> **Work order**: Would you go through the records below and copy each line with the string "usize"?

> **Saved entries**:

//! H.264 PPS (Picture Parameter Set) 解析.

use hwdec_core::bitreader::BitReader;
use hwdec_core::{HwdecError, HwdecResult};

use super::sps::skip_scaling_list;

/// PPS 解析结果
#[derive(Debug, Clone)]
pub struct Pps {
    /// pic_parameter_set_id
    pub pps_id: u32,
    /// seq_parameter_set_id
    pub sps_id: u32,
    /// entropy_coding_mode_flag (CABAC)
    pub entropy_coding_mode: bool,
    /// bottom_field_pic_order_in_frame_present_flag
    pub bottom_field_pic_order_in_frame_present: bool,
    /// num_slice_groups_minus1 + 1
    pub num_slice_groups: u32,
    /// num_ref_idx_l0_default_active_minus1
    pub num_ref_idx_l0_default_active_minus1: u32,
    /// num_ref_idx_l1_default_active_minus1
    pub num_ref_idx_l1_default_active_minus1: u32,
    /// weighted_pred_flag
    pub weighted_pred: bool,
    /// weighted_bipred_idc
    pub weighted_bipred_idc: u32,
    /// pic_init_qp_minus26 + 26
    pub pic_init_qp: i32,
    /// chroma_qp_index_offset
    pub chroma_qp_index_offset: i32,
    /// deblocking_filter_control_present_flag
    pub deblocking_filter_control_present: bool,
    /// constrained_intra_pred_flag
    pub constrained_intra_pred: bool,
    /// redundant_pic_cnt_present_flag
    pub redundant_pic_cnt_present: bool,
    /// transform_8x8_mode_flag
    pub transform_8x8_mode: bool,
    /// second_chroma_qp_index_offset
    pub second_chroma_qp_index_offset: i32,
}

/// 解析 PPS
///
/// `chroma_format_idc` 为所引用 SPS 的色度格式, 仅在 PPS 携带 8x8 量化矩阵时使用.
pub fn parse_pps(rbsp: &[u8], chroma_format_idc: impl Fn(u32) -> Option<u32>) -> HwdecResult<Pps> {
    if rbsp.is_empty() {
        return Err(HwdecError::InvalidData("H.264: PPS RBSP 为空".into()));
    }

    let mut br = BitReader::new(rbsp);
    let pps_id = br.read_ue()?;
    if pps_id > 255 {
        return Err(HwdecError::InvalidData(format!(
            "H.264: pps_id 超出范围, pps_id={}",
            pps_id
        )));
    }
    let sps_id = br.read_ue()?;
    if sps_id > 31 {
        return Err(HwdecError::InvalidData(format!(
            "H.264: sps_id 超出范围, sps_id={}",
            sps_id
        )));
    }

    let entropy_coding_mode = br.read_flag()?;
    let bottom_field_pic_order_in_frame_present = br.read_flag()?;

    let num_slice_groups_minus1 = br.read_ue()?;
    if num_slice_groups_minus1 > 7 {
        return Err(HwdecError::InvalidData(format!(
            "H.264: num_slice_groups_minus1 超出范围, value={}",
            num_slice_groups_minus1
        )));
    }
    if num_slice_groups_minus1 > 0 {
        skip_slice_groups(&mut br, num_slice_groups_minus1)?;
    }

    let num_ref_idx_l0_default_active_minus1 = br.read_ue()?;
    let num_ref_idx_l1_default_active_minus1 = br.read_ue()?;
    if num_ref_idx_l0_default_active_minus1 > 31 || num_ref_idx_l1_default_active_minus1 > 31 {
        return Err(HwdecError::InvalidData(format!(
            "H.264: num_ref_idx_default_active_minus1 超出范围, l0={}, l1={}",
            num_ref_idx_l0_default_active_minus1, num_ref_idx_l1_default_active_minus1
        )));
    }

    let weighted_pred = br.read_flag()?;
    let weighted_bipred_idc = br.read_bits(2)?;
    if weighted_bipred_idc > 2 {
        return Err(HwdecError::InvalidData(format!(
            "H.264: weighted_bipred_idc 非法, value={}",
            weighted_bipred_idc
        )));
    }

    let pic_init_qp = 26 + br.read_se()?;
    if !(0..=51).contains(&pic_init_qp) {
        return Err(HwdecError::InvalidData(format!(
            "H.264: pic_init_qp 超出范围, pic_init_qp={}",
            pic_init_qp
        )));
    }
    br.read_se()?; // pic_init_qs_minus26
    let chroma_qp_index_offset = br.read_se()?;
    let deblocking_filter_control_present = br.read_flag()?;
    let constrained_intra_pred = br.read_flag()?;
    let redundant_pic_cnt_present = br.read_flag()?;

    let mut transform_8x8_mode = false;
    let mut second_chroma_qp_index_offset = chroma_qp_index_offset;
    if br.more_rbsp_data() {
        transform_8x8_mode = br.read_flag()?;
        if br.read_flag()? {
            let chroma = chroma_format_idc(sps_id).unwrap_or(1);
            let list_count = 6 + if transform_8x8_mode {
                if chroma == 3 { 6 } else { 2 }
            } else {
                0
            };
            for i in 0..list_count {
                if br.read_flag()? {
                    skip_scaling_list(&mut br, if i < 6 { 16 } else { 64 })?;
                }
            }
        }
        second_chroma_qp_index_offset = br.read_se()?;
    }

    Ok(Pps {
        pps_id,
        sps_id,
        entropy_coding_mode,
        bottom_field_pic_order_in_frame_present,
        num_slice_groups: num_slice_groups_minus1 + 1,
        num_ref_idx_l0_default_active_minus1,
        num_ref_idx_l1_default_active_minus1,
        weighted_pred,
        weighted_bipred_idc,
        pic_init_qp,
        chroma_qp_index_offset,
        deblocking_filter_control_present,
        constrained_intra_pred,
        redundant_pic_cnt_present,
        transform_8x8_mode,
        second_chroma_qp_index_offset,
    })
}

fn skip_slice_groups(br: &mut BitReader, num_slice_groups_minus1: u32) -> HwdecResult<()> {
    let slice_group_map_type = br.read_ue()?;
    match slice_group_map_type {
        0 => {
            for _ in 0..=num_slice_groups_minus1 {
                br.read_ue()?; // run_length_minus1
            }
        }
        1 => {}
        2 => {
            for _ in 0..num_slice_groups_minus1 {
                br.read_ue()?; // top_left
                br.read_ue()?; // bottom_right
            }
        }
        3..=5 => {
            br.skip_bits(1)?; // slice_group_change_direction_flag
            br.read_ue()?; // slice_group_change_rate_minus1
        }
        6 => {
            let pic_size_in_map_units = br.read_ue()? as usize + 1;
            let bits_per_id = u32::BITS - num_slice_groups_minus1.leading_zeros();
            br.skip_bits(pic_size_in_map_units * bits_per_id as usize)?;
        }
        _ => {
            return Err(HwdecError::InvalidData(format!(
                "H.264: slice_group_map_type 非法, value={}",
                slice_group_map_type
            )));
        }
    }
    Ok(())
}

> **Written response**:
            let pic_size_in_map_units = br.read_ue()? as usize + 1;
            br.skip_bits(pic_size_in_map_units * bits_per_id as usize)?;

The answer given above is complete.